* _Task directions_:
Every line in the data below that holds "ZERO" should be found and copied.
Start of Data section
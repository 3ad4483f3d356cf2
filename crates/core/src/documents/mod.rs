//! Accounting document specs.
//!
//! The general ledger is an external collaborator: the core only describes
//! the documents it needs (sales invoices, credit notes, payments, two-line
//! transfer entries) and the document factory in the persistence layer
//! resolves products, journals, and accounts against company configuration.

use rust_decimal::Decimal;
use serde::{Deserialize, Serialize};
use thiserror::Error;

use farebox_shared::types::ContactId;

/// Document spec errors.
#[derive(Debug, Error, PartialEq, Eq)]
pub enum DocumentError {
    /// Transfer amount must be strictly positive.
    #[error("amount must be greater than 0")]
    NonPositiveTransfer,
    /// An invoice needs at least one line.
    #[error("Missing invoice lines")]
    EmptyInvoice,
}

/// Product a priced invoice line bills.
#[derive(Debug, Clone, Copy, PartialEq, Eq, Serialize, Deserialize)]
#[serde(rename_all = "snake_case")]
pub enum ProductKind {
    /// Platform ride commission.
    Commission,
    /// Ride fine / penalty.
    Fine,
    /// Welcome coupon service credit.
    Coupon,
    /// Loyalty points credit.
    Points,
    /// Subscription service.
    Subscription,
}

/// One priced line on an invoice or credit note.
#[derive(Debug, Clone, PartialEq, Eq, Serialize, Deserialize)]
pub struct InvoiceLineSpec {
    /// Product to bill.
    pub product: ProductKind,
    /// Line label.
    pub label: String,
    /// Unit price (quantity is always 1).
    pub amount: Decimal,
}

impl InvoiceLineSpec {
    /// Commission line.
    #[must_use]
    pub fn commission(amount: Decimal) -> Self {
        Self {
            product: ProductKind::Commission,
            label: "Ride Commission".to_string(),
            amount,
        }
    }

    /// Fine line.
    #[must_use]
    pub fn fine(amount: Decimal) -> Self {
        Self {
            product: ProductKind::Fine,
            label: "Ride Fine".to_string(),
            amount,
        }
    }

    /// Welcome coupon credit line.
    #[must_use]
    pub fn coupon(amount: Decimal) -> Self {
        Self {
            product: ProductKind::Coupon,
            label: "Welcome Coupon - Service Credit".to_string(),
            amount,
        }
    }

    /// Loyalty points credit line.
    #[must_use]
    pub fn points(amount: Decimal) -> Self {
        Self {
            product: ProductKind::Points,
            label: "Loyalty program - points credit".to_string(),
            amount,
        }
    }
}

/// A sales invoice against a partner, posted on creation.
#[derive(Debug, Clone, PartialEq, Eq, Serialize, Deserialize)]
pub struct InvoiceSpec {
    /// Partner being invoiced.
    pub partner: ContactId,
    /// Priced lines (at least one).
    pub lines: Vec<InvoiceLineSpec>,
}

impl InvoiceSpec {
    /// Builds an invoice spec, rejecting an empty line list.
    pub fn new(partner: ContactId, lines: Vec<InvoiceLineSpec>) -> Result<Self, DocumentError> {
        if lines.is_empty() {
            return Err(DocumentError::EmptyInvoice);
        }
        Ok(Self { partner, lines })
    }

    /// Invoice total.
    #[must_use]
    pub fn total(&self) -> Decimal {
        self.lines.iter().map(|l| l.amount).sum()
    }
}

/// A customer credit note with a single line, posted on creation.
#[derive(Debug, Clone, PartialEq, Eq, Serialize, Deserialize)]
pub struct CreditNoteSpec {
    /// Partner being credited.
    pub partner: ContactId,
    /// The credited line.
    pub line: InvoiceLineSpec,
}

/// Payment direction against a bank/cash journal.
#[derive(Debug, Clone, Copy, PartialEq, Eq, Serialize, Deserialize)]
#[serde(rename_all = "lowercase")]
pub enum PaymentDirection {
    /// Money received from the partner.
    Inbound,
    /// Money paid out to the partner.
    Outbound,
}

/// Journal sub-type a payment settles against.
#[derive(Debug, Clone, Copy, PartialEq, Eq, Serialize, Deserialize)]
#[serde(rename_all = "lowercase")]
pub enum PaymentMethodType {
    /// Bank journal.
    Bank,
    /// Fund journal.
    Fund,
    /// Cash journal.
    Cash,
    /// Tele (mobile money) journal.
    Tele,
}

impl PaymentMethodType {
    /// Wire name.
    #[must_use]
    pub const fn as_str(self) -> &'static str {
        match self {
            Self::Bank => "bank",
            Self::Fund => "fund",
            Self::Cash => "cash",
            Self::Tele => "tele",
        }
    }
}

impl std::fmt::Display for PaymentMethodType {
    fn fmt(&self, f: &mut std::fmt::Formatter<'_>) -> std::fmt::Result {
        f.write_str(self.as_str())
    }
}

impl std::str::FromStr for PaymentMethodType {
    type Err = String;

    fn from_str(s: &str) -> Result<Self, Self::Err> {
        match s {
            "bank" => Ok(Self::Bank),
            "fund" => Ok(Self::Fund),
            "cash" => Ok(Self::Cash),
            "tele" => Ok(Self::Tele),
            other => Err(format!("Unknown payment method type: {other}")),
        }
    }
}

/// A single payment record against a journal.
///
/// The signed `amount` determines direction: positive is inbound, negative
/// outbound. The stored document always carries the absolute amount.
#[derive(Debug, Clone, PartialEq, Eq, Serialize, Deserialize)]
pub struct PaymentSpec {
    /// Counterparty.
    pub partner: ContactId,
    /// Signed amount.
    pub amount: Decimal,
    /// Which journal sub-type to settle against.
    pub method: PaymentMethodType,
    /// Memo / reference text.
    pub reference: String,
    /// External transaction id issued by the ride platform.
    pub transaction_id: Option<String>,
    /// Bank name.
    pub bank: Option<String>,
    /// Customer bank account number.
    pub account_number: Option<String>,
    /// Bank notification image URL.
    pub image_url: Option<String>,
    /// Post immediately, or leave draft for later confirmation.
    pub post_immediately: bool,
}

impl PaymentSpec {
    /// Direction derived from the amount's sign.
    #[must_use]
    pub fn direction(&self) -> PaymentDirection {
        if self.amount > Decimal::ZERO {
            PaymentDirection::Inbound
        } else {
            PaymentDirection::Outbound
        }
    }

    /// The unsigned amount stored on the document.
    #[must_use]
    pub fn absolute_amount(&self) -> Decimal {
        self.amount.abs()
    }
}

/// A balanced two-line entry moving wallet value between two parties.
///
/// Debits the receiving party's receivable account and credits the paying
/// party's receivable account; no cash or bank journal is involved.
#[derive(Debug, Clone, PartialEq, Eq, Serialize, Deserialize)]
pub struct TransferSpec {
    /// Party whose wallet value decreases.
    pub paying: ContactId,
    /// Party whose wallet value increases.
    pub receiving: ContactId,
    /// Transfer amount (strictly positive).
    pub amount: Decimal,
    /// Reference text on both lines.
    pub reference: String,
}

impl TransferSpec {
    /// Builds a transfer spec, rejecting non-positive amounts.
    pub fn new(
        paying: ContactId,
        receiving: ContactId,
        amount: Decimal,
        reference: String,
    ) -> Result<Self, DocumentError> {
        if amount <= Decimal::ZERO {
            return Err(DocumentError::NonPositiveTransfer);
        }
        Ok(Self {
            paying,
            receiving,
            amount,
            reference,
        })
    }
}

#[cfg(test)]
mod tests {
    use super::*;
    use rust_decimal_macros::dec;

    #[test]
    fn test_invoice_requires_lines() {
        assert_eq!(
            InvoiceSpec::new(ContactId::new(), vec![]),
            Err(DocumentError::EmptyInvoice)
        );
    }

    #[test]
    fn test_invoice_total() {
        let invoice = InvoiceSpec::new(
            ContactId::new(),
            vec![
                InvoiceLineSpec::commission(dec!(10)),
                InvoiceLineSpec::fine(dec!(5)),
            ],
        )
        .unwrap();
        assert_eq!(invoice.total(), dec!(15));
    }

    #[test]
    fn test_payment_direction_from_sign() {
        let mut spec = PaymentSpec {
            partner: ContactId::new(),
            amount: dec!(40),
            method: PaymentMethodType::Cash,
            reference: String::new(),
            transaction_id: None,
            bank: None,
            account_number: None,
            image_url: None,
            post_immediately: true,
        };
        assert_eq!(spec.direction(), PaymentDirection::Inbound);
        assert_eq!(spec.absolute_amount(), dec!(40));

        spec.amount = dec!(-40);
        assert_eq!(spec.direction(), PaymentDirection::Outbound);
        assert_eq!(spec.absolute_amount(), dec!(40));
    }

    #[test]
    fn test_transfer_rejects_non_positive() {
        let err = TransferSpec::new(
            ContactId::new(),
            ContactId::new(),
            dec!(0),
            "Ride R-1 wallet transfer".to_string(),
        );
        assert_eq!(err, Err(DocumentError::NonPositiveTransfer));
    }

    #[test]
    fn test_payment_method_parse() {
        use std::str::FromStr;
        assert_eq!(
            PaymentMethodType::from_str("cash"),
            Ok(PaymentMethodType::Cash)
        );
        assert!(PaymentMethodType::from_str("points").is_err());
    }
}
End of Data section
* _Output for this task_:
        if self.amount > Decimal::ZERO {
        if amount <= Decimal::ZERO {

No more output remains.